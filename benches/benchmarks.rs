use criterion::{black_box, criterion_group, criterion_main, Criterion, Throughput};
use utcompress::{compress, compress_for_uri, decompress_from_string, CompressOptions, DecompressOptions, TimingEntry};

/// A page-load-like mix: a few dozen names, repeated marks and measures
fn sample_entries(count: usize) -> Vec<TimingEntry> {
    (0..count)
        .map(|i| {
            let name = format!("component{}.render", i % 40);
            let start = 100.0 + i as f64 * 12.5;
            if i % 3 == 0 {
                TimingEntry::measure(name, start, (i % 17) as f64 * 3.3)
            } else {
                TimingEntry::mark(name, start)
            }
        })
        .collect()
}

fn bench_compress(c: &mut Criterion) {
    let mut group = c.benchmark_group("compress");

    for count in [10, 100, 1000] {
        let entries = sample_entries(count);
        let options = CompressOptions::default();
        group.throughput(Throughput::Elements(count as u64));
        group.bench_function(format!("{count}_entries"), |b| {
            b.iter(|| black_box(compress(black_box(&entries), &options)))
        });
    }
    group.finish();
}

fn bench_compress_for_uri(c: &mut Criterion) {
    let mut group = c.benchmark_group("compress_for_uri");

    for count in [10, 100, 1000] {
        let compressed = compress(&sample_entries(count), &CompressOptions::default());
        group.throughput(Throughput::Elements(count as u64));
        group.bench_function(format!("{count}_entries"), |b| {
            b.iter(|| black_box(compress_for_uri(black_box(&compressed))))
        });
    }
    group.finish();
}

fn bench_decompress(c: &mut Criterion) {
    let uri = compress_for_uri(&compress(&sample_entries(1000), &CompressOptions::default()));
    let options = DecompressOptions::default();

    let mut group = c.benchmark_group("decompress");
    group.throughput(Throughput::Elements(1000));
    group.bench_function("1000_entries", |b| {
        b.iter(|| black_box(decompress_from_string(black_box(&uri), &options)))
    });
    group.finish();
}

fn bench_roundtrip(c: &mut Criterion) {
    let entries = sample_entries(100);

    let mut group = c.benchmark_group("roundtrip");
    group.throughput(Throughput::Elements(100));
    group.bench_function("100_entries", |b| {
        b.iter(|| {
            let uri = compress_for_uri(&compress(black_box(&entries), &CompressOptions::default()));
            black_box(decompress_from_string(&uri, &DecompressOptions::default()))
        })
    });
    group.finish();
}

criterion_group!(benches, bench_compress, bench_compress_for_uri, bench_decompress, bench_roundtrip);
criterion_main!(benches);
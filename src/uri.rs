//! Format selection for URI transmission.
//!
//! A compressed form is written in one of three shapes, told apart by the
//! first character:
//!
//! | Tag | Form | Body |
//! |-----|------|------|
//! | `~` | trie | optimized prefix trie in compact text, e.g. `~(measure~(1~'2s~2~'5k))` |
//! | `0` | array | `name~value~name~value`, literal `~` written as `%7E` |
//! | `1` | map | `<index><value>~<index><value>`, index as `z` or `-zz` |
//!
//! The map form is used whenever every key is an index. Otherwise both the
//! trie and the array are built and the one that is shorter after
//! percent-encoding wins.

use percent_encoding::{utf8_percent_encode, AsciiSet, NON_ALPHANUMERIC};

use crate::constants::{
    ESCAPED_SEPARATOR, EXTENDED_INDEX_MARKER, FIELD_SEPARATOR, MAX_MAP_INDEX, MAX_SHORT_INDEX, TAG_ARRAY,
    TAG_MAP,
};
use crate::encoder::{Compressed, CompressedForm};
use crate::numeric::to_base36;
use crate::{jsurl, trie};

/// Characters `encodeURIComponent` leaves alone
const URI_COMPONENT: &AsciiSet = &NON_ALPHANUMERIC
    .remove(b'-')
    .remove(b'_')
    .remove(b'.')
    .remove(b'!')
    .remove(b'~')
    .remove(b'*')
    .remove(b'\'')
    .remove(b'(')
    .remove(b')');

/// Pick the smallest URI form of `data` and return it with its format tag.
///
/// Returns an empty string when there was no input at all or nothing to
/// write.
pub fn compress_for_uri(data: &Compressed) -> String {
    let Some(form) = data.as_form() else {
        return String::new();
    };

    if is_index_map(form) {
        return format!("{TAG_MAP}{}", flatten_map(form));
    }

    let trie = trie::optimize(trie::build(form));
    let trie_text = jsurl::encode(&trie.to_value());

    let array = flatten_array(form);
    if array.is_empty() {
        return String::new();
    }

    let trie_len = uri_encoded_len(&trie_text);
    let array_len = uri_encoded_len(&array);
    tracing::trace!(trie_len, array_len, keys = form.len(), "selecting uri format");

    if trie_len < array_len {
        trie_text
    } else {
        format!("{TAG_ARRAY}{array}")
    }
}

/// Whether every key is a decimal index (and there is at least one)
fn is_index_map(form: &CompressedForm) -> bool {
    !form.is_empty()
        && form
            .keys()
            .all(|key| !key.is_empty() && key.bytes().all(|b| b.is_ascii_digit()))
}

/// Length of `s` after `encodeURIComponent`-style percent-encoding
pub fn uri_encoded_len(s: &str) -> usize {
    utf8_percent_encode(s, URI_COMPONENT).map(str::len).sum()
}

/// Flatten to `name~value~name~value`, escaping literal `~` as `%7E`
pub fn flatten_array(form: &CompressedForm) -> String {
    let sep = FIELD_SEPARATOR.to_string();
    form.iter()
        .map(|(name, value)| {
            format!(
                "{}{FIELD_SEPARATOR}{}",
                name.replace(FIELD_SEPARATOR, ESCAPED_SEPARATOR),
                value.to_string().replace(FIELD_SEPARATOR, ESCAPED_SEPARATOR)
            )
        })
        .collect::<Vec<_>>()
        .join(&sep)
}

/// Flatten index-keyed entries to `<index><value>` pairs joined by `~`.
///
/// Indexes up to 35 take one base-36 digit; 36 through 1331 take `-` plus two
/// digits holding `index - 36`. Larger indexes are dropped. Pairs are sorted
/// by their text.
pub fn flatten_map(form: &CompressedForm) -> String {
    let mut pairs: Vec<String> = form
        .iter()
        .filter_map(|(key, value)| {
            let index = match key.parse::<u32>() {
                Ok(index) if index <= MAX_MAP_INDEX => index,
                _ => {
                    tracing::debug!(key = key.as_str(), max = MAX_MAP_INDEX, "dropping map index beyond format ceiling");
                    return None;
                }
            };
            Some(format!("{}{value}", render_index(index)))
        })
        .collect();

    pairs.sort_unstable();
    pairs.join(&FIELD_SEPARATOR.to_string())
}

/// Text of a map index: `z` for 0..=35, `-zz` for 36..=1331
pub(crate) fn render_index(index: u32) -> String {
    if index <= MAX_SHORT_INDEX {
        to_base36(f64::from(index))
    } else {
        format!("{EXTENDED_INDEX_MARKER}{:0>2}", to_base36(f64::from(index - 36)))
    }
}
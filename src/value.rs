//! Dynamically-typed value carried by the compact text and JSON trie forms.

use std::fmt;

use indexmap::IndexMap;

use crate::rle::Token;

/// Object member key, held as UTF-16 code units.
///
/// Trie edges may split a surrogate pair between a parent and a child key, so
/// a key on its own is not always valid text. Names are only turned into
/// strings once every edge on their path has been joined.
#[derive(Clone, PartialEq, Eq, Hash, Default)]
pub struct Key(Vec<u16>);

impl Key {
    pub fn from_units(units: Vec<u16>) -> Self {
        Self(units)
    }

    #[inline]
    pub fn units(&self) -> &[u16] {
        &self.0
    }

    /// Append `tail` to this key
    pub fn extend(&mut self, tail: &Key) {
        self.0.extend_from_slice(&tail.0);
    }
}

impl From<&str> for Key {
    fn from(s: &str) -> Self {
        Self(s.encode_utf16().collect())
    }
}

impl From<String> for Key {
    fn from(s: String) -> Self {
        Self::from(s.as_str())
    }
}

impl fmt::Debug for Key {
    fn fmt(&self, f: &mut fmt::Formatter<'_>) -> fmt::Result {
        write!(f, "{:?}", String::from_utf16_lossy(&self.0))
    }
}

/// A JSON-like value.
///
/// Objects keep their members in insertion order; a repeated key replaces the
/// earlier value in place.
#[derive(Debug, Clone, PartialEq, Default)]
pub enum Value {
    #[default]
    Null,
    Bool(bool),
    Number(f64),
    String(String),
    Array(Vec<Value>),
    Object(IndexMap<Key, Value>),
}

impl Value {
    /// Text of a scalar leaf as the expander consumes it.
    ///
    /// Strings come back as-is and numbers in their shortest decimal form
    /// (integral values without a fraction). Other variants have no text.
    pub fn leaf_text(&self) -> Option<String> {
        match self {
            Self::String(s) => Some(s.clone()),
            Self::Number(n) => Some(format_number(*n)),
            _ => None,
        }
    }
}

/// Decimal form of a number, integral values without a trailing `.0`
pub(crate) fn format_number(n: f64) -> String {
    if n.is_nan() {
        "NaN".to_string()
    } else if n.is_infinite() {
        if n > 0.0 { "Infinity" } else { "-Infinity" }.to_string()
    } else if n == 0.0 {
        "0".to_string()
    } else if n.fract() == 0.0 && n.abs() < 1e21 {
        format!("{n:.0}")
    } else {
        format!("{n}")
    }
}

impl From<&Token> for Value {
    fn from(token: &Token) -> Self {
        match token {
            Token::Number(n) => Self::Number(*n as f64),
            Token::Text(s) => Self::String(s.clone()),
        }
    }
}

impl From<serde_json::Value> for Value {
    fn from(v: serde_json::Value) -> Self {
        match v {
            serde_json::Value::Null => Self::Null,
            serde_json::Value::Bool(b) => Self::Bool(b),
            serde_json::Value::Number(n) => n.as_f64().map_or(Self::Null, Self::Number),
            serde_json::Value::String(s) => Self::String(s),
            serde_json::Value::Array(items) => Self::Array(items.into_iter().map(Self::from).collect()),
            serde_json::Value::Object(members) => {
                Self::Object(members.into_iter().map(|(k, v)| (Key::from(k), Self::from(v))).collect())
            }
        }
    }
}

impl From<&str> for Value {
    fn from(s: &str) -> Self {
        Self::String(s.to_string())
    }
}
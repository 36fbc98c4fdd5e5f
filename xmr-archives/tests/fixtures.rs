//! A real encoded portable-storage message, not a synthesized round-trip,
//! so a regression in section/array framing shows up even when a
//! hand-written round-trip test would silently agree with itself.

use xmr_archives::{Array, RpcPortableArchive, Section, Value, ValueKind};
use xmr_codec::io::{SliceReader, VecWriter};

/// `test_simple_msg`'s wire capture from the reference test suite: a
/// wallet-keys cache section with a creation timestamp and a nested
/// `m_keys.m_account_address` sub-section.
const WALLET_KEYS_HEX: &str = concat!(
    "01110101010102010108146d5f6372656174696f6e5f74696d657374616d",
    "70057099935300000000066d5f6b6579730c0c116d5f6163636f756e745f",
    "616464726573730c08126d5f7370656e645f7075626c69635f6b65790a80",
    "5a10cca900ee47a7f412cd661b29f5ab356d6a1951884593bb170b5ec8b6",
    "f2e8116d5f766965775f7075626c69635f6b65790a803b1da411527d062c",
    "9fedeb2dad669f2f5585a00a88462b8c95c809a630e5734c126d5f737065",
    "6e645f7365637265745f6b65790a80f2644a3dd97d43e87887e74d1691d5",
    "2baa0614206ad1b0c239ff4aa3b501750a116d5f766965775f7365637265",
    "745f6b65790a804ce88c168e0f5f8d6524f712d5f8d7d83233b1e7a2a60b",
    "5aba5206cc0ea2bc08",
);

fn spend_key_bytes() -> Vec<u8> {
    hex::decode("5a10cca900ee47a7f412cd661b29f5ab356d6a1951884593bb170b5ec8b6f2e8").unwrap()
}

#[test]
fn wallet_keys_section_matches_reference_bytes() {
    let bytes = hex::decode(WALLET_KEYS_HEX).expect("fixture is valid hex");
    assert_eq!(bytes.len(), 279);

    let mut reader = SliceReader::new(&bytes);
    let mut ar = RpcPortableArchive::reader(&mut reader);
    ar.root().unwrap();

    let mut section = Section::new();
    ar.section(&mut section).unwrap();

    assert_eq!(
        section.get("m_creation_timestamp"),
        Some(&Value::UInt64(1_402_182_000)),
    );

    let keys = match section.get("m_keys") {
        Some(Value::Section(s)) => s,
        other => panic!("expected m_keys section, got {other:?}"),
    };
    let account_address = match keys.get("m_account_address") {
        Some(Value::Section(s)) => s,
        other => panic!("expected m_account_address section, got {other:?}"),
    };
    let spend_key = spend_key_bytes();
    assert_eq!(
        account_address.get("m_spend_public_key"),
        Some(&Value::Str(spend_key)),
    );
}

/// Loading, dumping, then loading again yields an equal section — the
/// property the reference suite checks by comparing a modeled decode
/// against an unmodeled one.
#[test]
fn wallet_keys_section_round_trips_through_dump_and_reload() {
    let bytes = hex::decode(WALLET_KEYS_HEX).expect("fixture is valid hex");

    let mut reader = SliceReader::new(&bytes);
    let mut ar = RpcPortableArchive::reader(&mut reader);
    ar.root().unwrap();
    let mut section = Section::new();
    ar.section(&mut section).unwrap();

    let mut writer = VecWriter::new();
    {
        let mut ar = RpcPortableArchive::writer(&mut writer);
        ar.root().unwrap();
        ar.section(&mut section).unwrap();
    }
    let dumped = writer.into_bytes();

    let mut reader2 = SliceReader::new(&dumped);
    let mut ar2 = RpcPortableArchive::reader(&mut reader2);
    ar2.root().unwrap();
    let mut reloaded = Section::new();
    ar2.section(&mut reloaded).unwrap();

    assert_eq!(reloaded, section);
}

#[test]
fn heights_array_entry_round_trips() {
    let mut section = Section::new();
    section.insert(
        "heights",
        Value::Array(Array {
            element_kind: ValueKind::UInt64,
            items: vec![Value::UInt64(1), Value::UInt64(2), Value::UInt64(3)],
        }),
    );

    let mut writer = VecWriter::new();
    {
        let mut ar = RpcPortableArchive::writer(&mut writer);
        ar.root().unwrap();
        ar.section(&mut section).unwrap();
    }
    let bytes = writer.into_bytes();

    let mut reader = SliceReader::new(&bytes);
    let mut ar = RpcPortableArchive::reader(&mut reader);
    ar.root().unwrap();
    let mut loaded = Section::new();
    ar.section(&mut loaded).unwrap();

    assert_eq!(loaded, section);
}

****

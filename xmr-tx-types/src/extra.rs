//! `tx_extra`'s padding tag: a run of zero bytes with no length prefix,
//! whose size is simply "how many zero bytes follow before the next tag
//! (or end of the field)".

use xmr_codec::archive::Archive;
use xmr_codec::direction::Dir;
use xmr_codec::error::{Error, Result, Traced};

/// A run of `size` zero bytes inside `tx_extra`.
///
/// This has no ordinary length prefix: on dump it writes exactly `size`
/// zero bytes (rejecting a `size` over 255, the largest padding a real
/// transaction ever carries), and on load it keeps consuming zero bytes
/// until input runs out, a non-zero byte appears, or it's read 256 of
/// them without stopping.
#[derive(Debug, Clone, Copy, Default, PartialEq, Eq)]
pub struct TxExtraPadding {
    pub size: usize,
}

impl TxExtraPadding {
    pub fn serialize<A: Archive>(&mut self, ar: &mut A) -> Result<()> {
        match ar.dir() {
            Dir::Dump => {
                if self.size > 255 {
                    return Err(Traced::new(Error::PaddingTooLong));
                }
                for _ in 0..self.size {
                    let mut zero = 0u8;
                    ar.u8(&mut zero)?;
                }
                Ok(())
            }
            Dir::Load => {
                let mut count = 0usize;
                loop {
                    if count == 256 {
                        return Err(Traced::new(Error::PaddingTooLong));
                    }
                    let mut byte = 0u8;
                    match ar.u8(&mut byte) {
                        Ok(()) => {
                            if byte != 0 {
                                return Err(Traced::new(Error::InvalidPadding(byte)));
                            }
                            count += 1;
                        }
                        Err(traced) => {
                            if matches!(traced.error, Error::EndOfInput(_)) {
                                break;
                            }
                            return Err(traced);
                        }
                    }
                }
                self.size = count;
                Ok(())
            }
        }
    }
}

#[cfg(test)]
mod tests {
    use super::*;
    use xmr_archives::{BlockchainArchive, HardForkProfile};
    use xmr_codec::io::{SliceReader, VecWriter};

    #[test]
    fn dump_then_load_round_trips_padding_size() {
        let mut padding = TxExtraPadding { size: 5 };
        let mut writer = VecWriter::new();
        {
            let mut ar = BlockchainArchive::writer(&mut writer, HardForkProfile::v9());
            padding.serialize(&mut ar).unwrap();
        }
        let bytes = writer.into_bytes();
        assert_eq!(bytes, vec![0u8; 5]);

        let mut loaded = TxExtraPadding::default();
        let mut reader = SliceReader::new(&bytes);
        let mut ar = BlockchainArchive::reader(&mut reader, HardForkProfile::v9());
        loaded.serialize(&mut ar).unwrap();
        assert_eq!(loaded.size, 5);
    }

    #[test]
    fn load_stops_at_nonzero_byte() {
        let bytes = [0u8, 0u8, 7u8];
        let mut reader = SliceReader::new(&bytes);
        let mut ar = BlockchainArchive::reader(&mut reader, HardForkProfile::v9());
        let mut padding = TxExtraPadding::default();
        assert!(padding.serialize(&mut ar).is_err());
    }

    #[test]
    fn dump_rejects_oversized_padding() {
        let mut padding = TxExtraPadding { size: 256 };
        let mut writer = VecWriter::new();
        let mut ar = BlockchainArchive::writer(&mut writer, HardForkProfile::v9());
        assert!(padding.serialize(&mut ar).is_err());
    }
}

****

# Exercise
Within the listing above, extract exactly the lines from the line with "filename benches/benchmarks.rs" to the line with "fn bench_compress(c: &mut", the two named lines included, and no others.

# Task output
filename benches/benchmarks.rs
use criterion::{black_box, criterion_group, criterion_main, Criterion, Throughput};
use utcompress::{compress, compress_for_uri, decompress_from_string, CompressOptions, DecompressOptions, TimingEntry};

/// A page-load-like mix: a few dozen names, repeated marks and measures
fn sample_entries(count: usize) -> Vec<TimingEntry> {
    (0..count)
        .map(|i| {
            let name = format!("component{}.render", i % 40);
            let start = 100.0 + i as f64 * 12.5;
            if i % 3 == 0 {
                TimingEntry::measure(name, start, (i % 17) as f64 * 3.3)
            } else {
                TimingEntry::mark(name, start)
            }
        })
        .collect()
}

fn bench_compress(c: &mut Criterion) {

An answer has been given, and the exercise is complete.